Spatially-heterogeneous impacts of surface characteristics on urban thermal environment, a case of the Guangdong-Hong Kong-Macau Greater Bay Area

Abstract

One-size-fits-all approach is common in climate-sensitive urban design due to neglecting spatial heterogeneities in urban form and urban climate. This study explores a spatially-varied climate-sensitive urban design based on the Guangdong-Hong Kong-Macau Greater Bay Area (GBA). Three thermal indices, the Wet Bulb Globe Temperature (WBGT), the Apparent Temperature (AT), and the Universal Thermal Climate Index (UTCI) are used to assess the outdoor thermal environments.
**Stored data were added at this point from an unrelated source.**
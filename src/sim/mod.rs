//! Simulated assistant backend.
//!
//! Stands in for a network layer: `reply` fabricates assistant responses
//! after an artificial delay and `chart_data` produces the synthetic
//! series the chart panel renders. Both take an explicit `Rng` so tests
//! can pin a seed.

pub mod chart_data;
pub mod reply;

use rand::SeedableRng;
use rand::rngs::SmallRng;

/// RNG for one-off simulation tasks, seeded from the clock. `SmallRng`
/// needs no OS entropy source, so this works on `wasm32-unknown-unknown`.
pub fn task_rng() -> SmallRng {
    SmallRng::seed_from_u64(chrono::Utc::now().timestamp_millis().unsigned_abs())
}
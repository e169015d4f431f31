//! Message thread: role-aligned bubbles with inline charts.

#[cfg(test)]
#[path = "message_thread_test.rs"]
mod message_thread_test;

use std::hash::{DefaultHasher, Hash, Hasher};

use leptos::prelude::*;

use crate::components::chart_panel::ChartPanel;
use crate::state::chat::ChatState;
use crate::state::message::Role;
use crate::util::format::time_of_day;

/// Seed for a message's chart data. Stable across re-renders of the
/// thread, so appending new messages does not reshuffle earlier charts.
fn chart_seed(session_id: &str, message_id: u64) -> u64 {
    let mut hasher = DefaultHasher::new();
    session_id.hash(&mut hasher);
    message_id.hash(&mut hasher);
    hasher.finish()
}

/// Scrollable list of the active session's messages. Auto-scrolls to the
/// bottom whenever a message is appended.
#[component]
pub fn MessageThread() -> impl IntoView {
    let chat = expect_context::<RwSignal<ChatState>>();
    let thread_ref = NodeRef::<leptos::html::Div>::new();

    Effect::new(move || {
        let _ = chat.get().messages.len();
        if let Some(el) = thread_ref.get() {
            let scroll_height = el.scroll_height();
            el.set_scroll_top(scroll_height);
        }
    });

    view! {
        <div class="message-thread" node_ref=thread_ref>
            {move || {
                let state = chat.get();
                let session_id = state.active_id.clone().unwrap_or_default();
                state
                    .messages
                    .iter()
                    .map(|msg| {
                        let is_user = msg.role == Role::User;
                        let content = msg.content.clone();
                        let stamp = time_of_day(msg.timestamp);
                        let chart = msg.chart_data.clone();
                        let seed = chart_seed(&session_id, msg.id);
                        view! {
                            <div
                                class="message"
                                class:message--user=is_user
                                class:message--assistant=!is_user
                            >
                                <div class="message__bubble">
                                    <p class="message__content">{content}</p>
                                    {chart.map(|spec| view! { <ChartPanel spec=spec seed=seed/> })}
                                    <p class="message__time">{stamp}</p>
                                </div>
                            </div>
                        }
                    })
                    .collect::<Vec<_>>()
            }}
            {move || {
                chat.get()
                    .awaiting_reply
                    .then(|| view! { <div class="message-thread__typing">"Thinking..."</div> })
            }}
        </div>
    }
}
//! Timestamp display helpers for message bubbles and the sidebar.

#[cfg(test)]
#[path = "format_test.rs"]
mod format_test;

use chrono::{DateTime, Utc};

/// Hour-and-minute stamp shown under each message bubble.
pub fn time_of_day(ts: DateTime<Utc>) -> String {
    ts.format("%H:%M").to_string()
}

/// Short month-and-day stamp shown in the sidebar list.
pub fn short_date(ts: DateTime<Utc>) -> String {
    ts.format("%b %-d").to_string()
}
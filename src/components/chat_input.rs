//! Message composer: textarea, Enter-to-send, and reply scheduling.

use std::time::Duration;

use leptos::prelude::*;

use crate::app::refresh_sessions;
use crate::sim;
use crate::sim::reply::{REPLY_DELAY_MS, generate_reply};
use crate::state::chat::ChatState;
use crate::state::sessions::{SessionRepository, SessionsState};

/// Input row for the active conversation.
///
/// Sending appends the user message (persisting it synchronously) and
/// schedules the simulated reply after the fixed delay. The reply is
/// dropped if its target session is no longer active when the timer
/// fires.
#[component]
pub fn ChatInput() -> impl IntoView {
    let chat = expect_context::<RwSignal<ChatState>>();
    let sessions = expect_context::<RwSignal<SessionsState>>();
    let repo = expect_context::<StoredValue<SessionRepository>>();

    let input = RwSignal::new(String::new());

    let do_send = move || {
        let text = input.get();
        if text.trim().is_empty() {
            return;
        }

        let repo = repo.get_value();
        let mut sent = None;
        chat.update(|c| match c.append_user_message(&text, &repo) {
            Ok(message) => sent = message,
            Err(err) => log::error!("failed to persist user message: {err}"),
        });
        let Some(user_message) = sent else {
            return;
        };

        input.set(String::new());
        refresh_sessions(sessions, &repo);

        let mut ticket = None;
        chat.update(|c| ticket = c.begin_reply());
        let Some(ticket) = ticket else {
            return;
        };

        leptos::task::spawn_local(async move {
            gloo_timers::future::sleep(Duration::from_millis(REPLY_DELAY_MS)).await;
            chat.update(|c| {
                if !c.accept_reply(&ticket) {
                    return;
                }
                let reply = generate_reply(
                    &user_message.content,
                    c.allocate_message_id(),
                    &mut sim::task_rng(),
                );
                if let Err(err) = c.append_assistant_message(reply, &repo) {
                    log::error!("failed to persist simulated reply: {err}");
                }
            });
            refresh_sessions(sessions, &repo);
        });
    };

    let on_keydown = move |ev: leptos::ev::KeyboardEvent| {
        if ev.key() == "Enter" && !ev.shift_key() {
            ev.prevent_default();
            do_send();
        }
    };

    let can_send = move || !input.get().trim().is_empty();

    view! {
        <div class="chat-input">
            <textarea
                class="chat-input__textarea"
                placeholder="Message Chatboard..."
                prop:value=move || input.get()
                on:input=move |ev| input.set(event_target_value(&ev))
                on:keydown=on_keydown
            ></textarea>
            <button
                class="btn btn--primary chat-input__send"
                title="Send message"
                disabled=move || !can_send()
                on:click=move |_| do_send()
            >
                "Send"
            </button>
        </div>
    }
}
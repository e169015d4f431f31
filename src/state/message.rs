//! Chat message types shared between the thread view and persistence.

#[cfg(test)]
#[path = "message_test.rs"]
mod message_test;

use chrono::{DateTime, Utc};
use serde::{Deserialize, Serialize};

/// Who produced a message.
#[derive(Clone, Copy, Debug, PartialEq, Eq, Serialize, Deserialize)]
#[serde(rename_all = "lowercase")]
pub enum Role {
    User,
    Assistant,
}

/// Chart styles the reply simulator can pick from.
#[derive(Clone, Copy, Debug, PartialEq, Eq, Serialize, Deserialize)]
#[serde(rename_all = "lowercase")]
pub enum ChartKind {
    Line,
    Bar,
    Pie,
    Area,
}

impl ChartKind {
    pub const ALL: [ChartKind; 4] = [
        ChartKind::Line,
        ChartKind::Bar,
        ChartKind::Pie,
        ChartKind::Area,
    ];
}

impl std::fmt::Display for ChartKind {
    fn fmt(&self, f: &mut std::fmt::Formatter<'_>) -> std::fmt::Result {
        let name = match self {
            ChartKind::Line => "line",
            ChartKind::Bar => "bar",
            ChartKind::Pie => "pie",
            ChartKind::Area => "area",
        };
        f.write_str(name)
    }
}

/// Chart payload carried by assistant messages that matched the chart
/// trigger. Only the configuration is stored; the data series itself is
/// regenerated each time the chart mounts.
#[derive(Clone, Debug, PartialEq, Eq, Serialize, Deserialize)]
pub struct ChartSpec {
    pub kind: ChartKind,
    pub title: String,
    pub point_count: u32,
}

/// A single chat message.
///
/// Ids are unique within a session, allocated from the session's
/// monotonic counter (see `state::sessions`).
#[derive(Clone, Debug, PartialEq, Serialize, Deserialize)]
pub struct Message {
    pub id: u64,
    pub role: Role,
    pub content: String,
    pub timestamp: DateTime<Utc>,
    #[serde(default, skip_serializing_if = "Option::is_none")]
    pub chart_data: Option<ChartSpec>,
}
//! Root application component and shared context wiring.

use std::sync::Arc;

use leptos::prelude::*;
use leptos_meta::{Title, provide_meta_context};

use crate::components::chat_input::ChatInput;
use crate::components::message_thread::MessageThread;
use crate::components::sidebar::Sidebar;
use crate::state::chat::ChatState;
use crate::state::sessions::{SessionRepository, SessionsState};
use crate::util::persistence::BrowserStore;

/// Reload the sidebar list from the repository. Called after every
/// persisted mutation so the sidebar tracks titles and recency.
pub fn refresh_sessions(sessions: RwSignal<SessionsState>, repo: &SessionRepository) {
    match repo.sorted_by_recency() {
        Ok(items) => sessions.update(|s| s.items = items),
        Err(err) => log::error!("failed to reload session list: {err}"),
    }
}

/// Root component.
///
/// Provides the repository and reactive state contexts, restores the
/// last active session from storage, and renders the widget — or an
/// error state when stored history exists but cannot be decoded.
#[component]
pub fn App() -> impl IntoView {
    provide_meta_context();

    let repo = StoredValue::new(SessionRepository::new(Arc::new(BrowserStore)));
    let chat = RwSignal::new(ChatState::default());
    let sessions = RwSignal::new(SessionsState::default());

    provide_context(repo);
    provide_context(chat);
    provide_context(sessions);

    repo.with_value(|r| {
        chat.update(|c| c.initialize(r));
        refresh_sessions(sessions, r);
    });

    view! {
        <Title text="Chatboard"/>

        {move || match chat.get().load_error {
            Some(err) => view! {
                <div class="chat-app chat-app--failed">
                    <p class="chat-app__error">
                        "Saved conversations could not be loaded: " {err}
                    </p>
                </div>
            }
                .into_any(),
            None => view! {
                <div class="chat-app">
                    <Sidebar/>
                    <main class="chat-app__main">
                        <MessageThread/>
                        <ChatInput/>
                    </main>
                </div>
            }
                .into_any(),
        }}
    }
}
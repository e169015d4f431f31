//! Client-side rendering entry point.

use chatboard::app::App;

fn main() {
    console_error_panic_hook::set_once();
    let _ = console_log::init_with_level(log::Level::Debug);

    leptos::mount::mount_to_body(App);
}
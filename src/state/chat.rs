//! In-memory controller for the session currently on screen.
//!
//! DESIGN
//! ======
//! `ChatState` mirrors the active session's message list. Every append
//! upserts a snapshot through the repository before returning, so the
//! persisted entry for `active_id` always reflects the in-memory list —
//! no batching, no debounce. Simulated replies arrive through a
//! `ReplyTicket` keyed by the target session id plus a generation
//! number; switching sessions, starting a new chat, or sending another
//! message bumps the generation, so stale replies are dropped instead
//! of appending to whatever thread happens to be open when the timer
//! fires.

#[cfg(test)]
#[path = "chat_test.rs"]
mod chat_test;

use chrono::Utc;

use crate::state::message::{Message, Role};
use crate::state::sessions::{Session, SessionRepository, StoreError, derive_title};

/// Claim on a future simulated reply. Valid only while its target
/// session stays active and no newer send, switch, or new chat has
/// bumped the reply generation.
#[derive(Clone, Debug, PartialEq, Eq)]
pub struct ReplyTicket {
    session_id: String,
    generation: u64,
}

/// State for the active conversation.
#[derive(Clone, Debug)]
pub struct ChatState {
    pub active_id: Option<String>,
    pub messages: Vec<Message>,
    pub next_message_id: u64,
    /// True between the latest send and its reply landing; drives the
    /// typing indicator. Superseded tickets never clear it — only the
    /// ticket holding the current generation does.
    pub awaiting_reply: bool,
    /// Bumped on every send, session switch, and new chat. A ticket is
    /// honored only while it carries the current value.
    reply_generation: u64,
    /// Set when stored history exists but cannot be decoded. The widget
    /// renders an error state instead of silently overwriting storage.
    pub load_error: Option<String>,
}

impl Default for ChatState {
    fn default() -> Self {
        ChatState {
            active_id: None,
            messages: Vec::new(),
            next_message_id: 1,
            awaiting_reply: false,
            reply_generation: 0,
            load_error: None,
        }
    }
}

impl ChatState {
    /// Startup: adopt the session the persisted pointer names, or create
    /// a fresh one when the pointer is absent — or dangling. A pointer
    /// that resolves to nothing is treated exactly like no pointer.
    pub fn initialize(&mut self, repo: &SessionRepository) {
        let resolved = match repo.current_session_id() {
            Some(id) => match repo.find_by_id(&id) {
                Ok(found) => found,
                Err(err) => {
                    self.load_error = Some(err.to_string());
                    return;
                }
            },
            None => None,
        };

        match resolved {
            Some(session) => self.adopt(session),
            None => {
                if let Err(err) = self.start_new_chat(repo) {
                    self.load_error = Some(err.to_string());
                }
            }
        }
    }

    /// Switch to the given session object wholesale. The session is taken
    /// as passed — it need not exist in the persisted collection — and
    /// the pointer is persisted immediately.
    pub fn select_session(&mut self, session: &Session, repo: &SessionRepository) {
        repo.set_current_session_id(&session.id);
        self.adopt(session.clone());
    }

    /// Create a new persisted session and make it active.
    pub fn start_new_chat(&mut self, repo: &SessionRepository) -> Result<(), StoreError> {
        let session = repo.create_session()?;
        repo.set_current_session_id(&session.id);
        self.adopt(session);
        Ok(())
    }

    /// Append a user message and persist the session. Whitespace-only
    /// input is a silent no-op (`Ok(None)`); otherwise the appended
    /// message is returned so the caller can schedule a reply.
    pub fn append_user_message(
        &mut self,
        text: &str,
        repo: &SessionRepository,
    ) -> Result<Option<Message>, StoreError> {
        if text.trim().is_empty() {
            return Ok(None);
        }
        let message = Message {
            id: self.allocate_message_id(),
            role: Role::User,
            content: text.to_owned(),
            timestamp: Utc::now(),
            chart_data: None,
        };
        self.messages.push(message.clone());
        self.persist_active(repo)?;
        Ok(Some(message))
    }

    /// Append a simulated assistant message and persist the session.
    pub fn append_assistant_message(
        &mut self,
        message: Message,
        repo: &SessionRepository,
    ) -> Result<(), StoreError> {
        self.messages.push(message);
        self.persist_active(repo)
    }

    /// Hand out the next message id for the active session.
    pub fn allocate_message_id(&mut self) -> u64 {
        let id = self.next_message_id;
        self.next_message_id += 1;
        id
    }

    /// Register that a reply is on its way to the active session. Bumps
    /// the generation, so any ticket from an earlier send is dead from
    /// this point on.
    pub fn begin_reply(&mut self) -> Option<ReplyTicket> {
        let session_id = self.active_id.clone()?;
        self.reply_generation += 1;
        self.awaiting_reply = true;
        Some(ReplyTicket {
            session_id,
            generation: self.reply_generation,
        })
    }

    /// Check a ticket when its timer fires. Returns false — and the reply
    /// must be dropped — unless the target session is still active and
    /// the ticket still carries the current generation. Switching away
    /// and back does not revive a cancelled ticket.
    pub fn accept_reply(&mut self, ticket: &ReplyTicket) -> bool {
        let current = self.active_id.as_deref() == Some(ticket.session_id.as_str())
            && ticket.generation == self.reply_generation;
        if current {
            self.awaiting_reply = false;
        }
        current
    }

    /// Snapshot of the active session for persistence; `None` when no
    /// session is active.
    pub fn snapshot(&self) -> Option<Session> {
        let id = self.active_id.clone()?;
        Some(Session {
            id,
            title: derive_title(&self.messages),
            messages: self.messages.clone(),
            last_updated: Utc::now(),
            next_message_id: self.next_message_id,
        })
    }

    fn adopt(&mut self, mut session: Session) {
        session.repair_counter();
        self.reply_generation += 1;
        self.active_id = Some(session.id.clone());
        self.messages = session.messages;
        self.next_message_id = session.next_message_id;
        self.awaiting_reply = false;
    }

    fn persist_active(&self, repo: &SessionRepository) -> Result<(), StoreError> {
        match self.snapshot() {
            Some(snapshot) => repo.upsert(&snapshot),
            None => Ok(()),
        }
    }
}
The local climate zone (LCZ) classification system is used to map urban form including built and land-cover types. Moreover, incorporating spatial effects, geographically weighted regression (GWR) models are used to account for spatially-varied thermal variations due to urban form changes. Our findings indicate that the large low-rise type (LCZ 8) needs more attention in built-up planning for thermal mitigation, and urban low plants type (LCZ D) should be a more effective nature-based climate mitigation strategy compared with the water bodies (LCZ G). The GWR results show a stronger consistency between UTCI and LCZ 8 and LCZ D, compared with WBGT and AT. UTCI is thus suggested for application in future urban climate studies. More importantly, the spatially-varied relationship between UTCI and urban form specifies the strategies and appropriate locations for thermal mitigation in climate-sensitive urban design.